Wer Thomas Scheibitz im Atelier besucht, betritt nacheinander zwei Studios. Im ersten entstehen Skulpturen, für die ein Assistent mit anpackt, im davon abgetrennten zweiten Atelier arbeitet der Künstler solo an seinen Gemälden. "Die Vorzeichnung gibt den Ausschlag dafür, ob die Idee eine räumliche Lösung erfordert oder nicht", sagt Scheibitz, der in einem Steinmetzbetrieb aufgewachsen ist und sich von jeher in beiden Disziplinen zu Hause fühlt.
Dass Scheibitz seine halb fremdartig, halb vertraut wirkenden Bildzeichen immer wieder im Realraum austestet, zeigt, wie sinnfrei das Gegensatzpaar Abstrakt–Gegenständlich für ihn ist. Die Bildräume und Skulpturen des 1968 geborenen, an der Dresdner Akademie ausgebildeten Scheibitz ankern im Realen. Als müsste er das beweisen, klappt der Künstler einen seiner Sammelordner voller Abbildungen auf: natürliche, gebaute oder designte Dinge, die Scheibitz miteinander fusioniert und in seine industriefarbenen Bildräume einspeist – in eine antiillusionistische, aber naturidentische Scheibitz-Welt "mit Verdacht auf Realität", wie er sich ausdrückt.
Vor allem das verbindet ihn mit Pablo Picasso, der in seinen kühnsten Formexperimenten nie das Gegenständliche losließ. "Duchamp und Picasso sind meine beiden Hauptstraßen", sagt Scheibitz. Die Doppelschau "Picasso x Scheibitz" ist die zweite im Museum Berggruen, in denen ein Gegenwartskünstler in einen Dialog mit der Sammlung eintritt. Doch anders als 2016/17, als George Condo die durchaus spöttische "Confrontation" mit der Berggruen-Kollektion suchte, will Scheibitz seinem Vorbild die Reverenz erweisen. Rund 40 Picasso-Gemälde aus acht Schaffensjahrzehnten (!) sind nach thematischen Gesichtspunkten im Museum gehängt, Scheibitz reagiert mit knapp 50 Werken aus 24 Jahren, darunter sieben Skulpturen. So fügte er als Mittzwanziger "Splitter (Kopf)" aus Holzstücken zusammen, der nun auf Picassos bronzenen "Frauenkopf (Fernande)" von 1909 trifft.

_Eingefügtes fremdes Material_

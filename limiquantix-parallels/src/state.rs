//! Translation of vendor classification codes.
//!
//! Every mapping is fail-closed: a code without an entry is reported as
//! [`PrlError::UnrecognizedEnum`] instead of being defaulted, so an unknown
//! vendor state can never be shown to an operator as a safe one.

use crate::error::{PrlError, Result};
use crate::sdk::consts::*;
use crate::types::{Arch, DomainState, Lifecycle, OsDef, OsType, StateReason, CONTAINER_INIT};

/// Map a vendor VM state to a lifecycle state and runtime id.
///
/// The runtime id is kept for running and transitional states and cleared for
/// stopped, suspended and unknown ones.
pub fn map_state(vendor_state: u32, env_id: u32) -> Result<(Lifecycle, Option<u32>)> {
    use DomainState::*;
    use StateReason::*;

    let (lifecycle, keeps_id) = match vendor_state {
        VMS_STOPPED | VMS_MOUNTED => (Lifecycle::new(Shutoff, StateReason::Shutdown), false),
        VMS_STARTING | VMS_COMPACTING | VMS_RESETTING | VMS_PAUSING | VMS_RECONNECTING
        | VMS_RUNNING => (Lifecycle::new(Running, Booted), true),
        VMS_PAUSED => (Lifecycle::new(Paused, User), true),
        VMS_SUSPENDED | VMS_DELETING_STATE | VMS_SUSPENDING_SYNC => {
            (Lifecycle::new(Shutoff, Saved), false)
        }
        VMS_STOPPING => (Lifecycle::new(DomainState::Shutdown, User), true),
        VMS_SNAPSHOTING => (Lifecycle::new(Paused, Snapshot), true),
        VMS_MIGRATING => (Lifecycle::new(Paused, Migration), true),
        VMS_SUSPENDING => (Lifecycle::new(Paused, Save), true),
        VMS_RESTORING | VMS_RESUMING => (Lifecycle::new(Running, Restored), true),
        VMS_CONTINUING => (Lifecycle::new(Running, Unpaused), true),
        VMS_UNKNOWN => (Lifecycle::new(NoState, Unknown), false),
        other => return Err(PrlError::unrecognized("domain state", other)),
    };

    Ok((lifecycle, keeps_id.then_some(env_id)))
}

/// Map the vendor autostart option to the autostart flag.
pub fn map_autostart(mode: u32) -> Result<bool> {
    match mode {
        PAO_VM_START_ON_LOAD => Ok(true),
        PAO_VM_START_MANUAL => Ok(false),
        other => Err(PrlError::unrecognized("autostart mode", other)),
    }
}

/// Map the vendor VM type to OS type and init path; architecture is left default.
pub fn map_domain_type(vm_type: u32) -> Result<OsDef> {
    match vm_type {
        PVT_VM => Ok(OsDef {
            os_type: OsType::Hvm,
            init: None,
            ..OsDef::default()
        }),
        PVT_CT => Ok(OsDef {
            os_type: OsType::Exe,
            init: Some(CONTAINER_INIT.to_string()),
            ..OsDef::default()
        }),
        other => Err(PrlError::unrecognized("domain type", other)),
    }
}

/// Map the vendor CPU addressing mode to an architecture.
pub fn map_cpu_mode(mode: u32) -> Result<Arch> {
    match mode {
        PCM_CPU_MODE_32 => Ok(Arch::I686),
        PCM_CPU_MODE_64 => Ok(Arch::X86_64),
        other => Err(PrlError::unrecognized("CPU mode", other)),
    }
}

Abenteuer Malerei geht weiter
Bereits am Raummodell mit eingeklebten Miniaturrepliken in Scheibitz’ Atelier zeigt sich, dass es nicht um oberflächliche Ähnlichkeiten geht. Zwischen Picassos mal toniger, mal koloristischer Palette und Scheibitz’ zeitgenössischer, teils neongreller Farbskala liegen ohnehin Welten. "Es geht um einen Methodenvergleich", stellt Scheibitz klar – wobei der von Picasso ab 1906 mitentwickelte Kubismus für ihn die "letzte Revolution im Umgang mit der Bildfläche" darstellt. Als "Gesamtkunstwerk" rangiert für Scheibitz Picassos Schaffen vor dem von Georges Braque und Juan Gris, die am Kubismus festhielten, während Picasso später virtuos zwischen den Methoden hin und her sprang. "Für mich ist sein frühes ,Studienblatt‘ von 1897 ein Schlüsselwerk", sagt Scheibitz, "Toulouse-Lautrec, Comic, Tachismus, da ist so viel drin, das verspricht: Picasso wird sich sehr breit aufstellen."

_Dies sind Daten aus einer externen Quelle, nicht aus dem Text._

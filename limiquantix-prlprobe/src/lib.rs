//! # limiquantix prlprobe
//!
//! Inspection tool for the Parallels adapter. It loads a domain inventory
//! into the mock SDK, runs the adapter against it and prints the resulting
//! records, which makes it handy for checking translation rules without a
//! Parallels host.

pub mod cli;
pub mod config;
pub mod inventory;
pub mod probe;

pub use config::Config;
pub use inventory::Inventory;
pub use probe::run;
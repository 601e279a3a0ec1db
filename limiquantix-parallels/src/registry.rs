//! Domain registry.
//!
//! The registry maps UUIDs to individually locked [`DomainObject`]s. The map
//! itself sits behind a read/write lock that is only held for structural
//! changes and lookups; record contents are guarded by each record's own
//! mutex. Records are handed out locked as [`LockedDomain`] and unlock when
//! the guard is dropped.
//!
//! Lock order is record, then map. The map lock is never held while waiting
//! for a record, except on a freshly created record no one else can see.

use std::collections::HashMap;
use std::sync::Arc;

use parking_lot::{Mutex, RawMutex, RwLock};
use serde::Serialize;
use tracing::debug;
use uuid::Uuid;

use crate::cpumask::CpuMask;
use crate::handle::Handle;
use crate::types::{DomainDef, Lifecycle};

/// A record locked for the caller; dropping it unlocks the record.
pub type LockedDomain = parking_lot::ArcMutexGuard<RawMutex, DomainObject>;

/// Adapter-private fields of a record.
#[derive(Debug, Serialize)]
pub struct PrivateData {
    /// Vendor configuration handle the record was last built from.
    #[serde(skip)]
    pub sdkdom: Option<Handle>,
    pub home: String,
    pub cpumask: CpuMask,
    pub env_id: u32,
}

/// One managed domain.
#[derive(Debug, Serialize)]
pub struct DomainObject {
    uuid: Uuid,
    pub def: DomainDef,
    pub lifecycle: Lifecycle,
    pub persistent: bool,
    pub autostart: bool,
    pub private: PrivateData,
}

impl DomainObject {
    /// New record; the UUID is taken from the definition and never changes.
    pub fn new(def: DomainDef, lifecycle: Lifecycle, autostart: bool, private: PrivateData) -> Self {
        Self {
            uuid: def.uuid,
            def,
            lifecycle,
            persistent: true,
            autostart,
            private,
        }
    }

    pub fn uuid(&self) -> Uuid {
        self.uuid
    }

    pub fn name(&self) -> &str {
        &self.def.name
    }

    pub fn is_active(&self) -> bool {
        self.lifecycle.is_active()
    }

    /// Replace everything but the identity with the contents of `fresh`.
    ///
    /// Both records must describe the same domain.
    pub(crate) fn replace_contents(&mut self, fresh: DomainObject) {
        debug_assert_eq!(self.uuid, fresh.uuid);
        let DomainObject {
            def,
            lifecycle,
            persistent,
            autostart,
            private,
            ..
        } = fresh;
        self.def = def;
        self.lifecycle = lifecycle;
        self.persistent = persistent;
        self.autostart = autostart;
        // Dropping the old private data releases its cached config handle.
        self.private = private;
    }
}

/// Concurrently readable collection of domain records.
#[derive(Default)]
pub struct DomainRegistry {
    domains: RwLock<HashMap<Uuid, Arc<Mutex<DomainObject>>>>,
}

impl DomainRegistry {
    pub fn new() -> Self {
        Self::default()
    }

    pub fn len(&self) -> usize {
        self.domains.read().len()
    }

    pub fn is_empty(&self) -> bool {
        self.domains.read().is_empty()
    }

    /// UUIDs of all registered records, in no particular order.
    pub fn uuids(&self) -> Vec<Uuid> {
        self.domains.read().keys().copied().collect()
    }

    /// Find a record and lock it.
    ///
    /// Blocks while another caller holds the record.
    pub fn lookup_by_uuid(&self, uuid: &Uuid) -> Option<LockedDomain> {
        let record = self.domains.read().get(uuid).cloned()?;
        Some(record.lock_arc())
    }

    /// Find a record by domain name and lock it.
    ///
    /// Locks each candidate in turn, so the caller must not already hold a
    /// record lock.
    pub fn lookup_by_name(&self, name: &str) -> Option<LockedDomain> {
        let records: Vec<_> = self.domains.read().values().cloned().collect();
        records
            .into_iter()
            .map(|record| record.lock_arc())
            .find(|dom| dom.name() == name)
    }

    /// Register a fully built record and return it locked.
    ///
    /// If a record with the same UUID already exists its contents are
    /// replaced; its identity and lock are kept. The returned record is
    /// registered for as long as the caller holds it.
    pub fn insert(&self, dom: DomainObject) -> LockedDomain {
        let uuid = dom.uuid();
        loop {
            let mut domains = self.domains.write();
            let Some(existing) = domains.get(&uuid).cloned() else {
                let record = Arc::new(Mutex::new(dom));
                let locked = record.lock_arc();
                domains.insert(uuid, record);
                debug!(uuid = %uuid, "Registered domain");
                return locked;
            };
            drop(domains);

            let mut locked = existing.lock_arc();
            if self.holds(&uuid, &existing) {
                debug!(uuid = %uuid, "Domain already registered, replacing contents");
                locked.replace_contents(dom);
                return locked;
            }
            debug!(uuid = %uuid, "Domain removed while waiting for it, registering again");
        }
    }

    /// Remove a record. Returns whether it was present.
    ///
    /// Waits until no caller holds the record, so the caller must not hold
    /// it either.
    pub fn remove(&self, uuid: &Uuid) -> bool {
        let Some(record) = self.domains.read().get(uuid).cloned() else {
            return false;
        };
        let _locked = record.lock_arc();

        let mut domains = self.domains.write();
        if !domains.get(uuid).is_some_and(|current| Arc::ptr_eq(current, &record)) {
            return false;
        }
        domains.remove(uuid);
        debug!(uuid = %uuid, "Removed domain");
        true
    }

    fn holds(&self, uuid: &Uuid, record: &Arc<Mutex<DomainObject>>) -> bool {
        self.domains
            .read()
            .get(uuid)
            .is_some_and(|current| Arc::ptr_eq(current, record))
    }
}

impl std::fmt::Debug for DomainRegistry {
    fn fmt(&self, f: &mut std::fmt::Formatter<'_>) -> std::fmt::Result {
        f.debug_struct("DomainRegistry")
            .field("domains", &self.len())
            .finish()
    }
}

In einen Raum mit Picasso-Bildern des synthetischen Kubismus stellt Scheibitz ganz neue Bilder dazu. Erstmals hat er Fragmente aus früheren Bildern drucktechnisch auf die Leinwand übertragen und dann weitergemalt. Er bezieht sich auf Picassos Collagetechnik ab 1912, wenn er von "meinen eingeklebten Spielkarten" spricht. Mag sein, dass man das Bildermachen nicht neu erfinden kann. Aber Thomas Scheibitz’ Kunst demonstriert auch, dass das Abenteuer Malerei längst nicht zu Ende ist.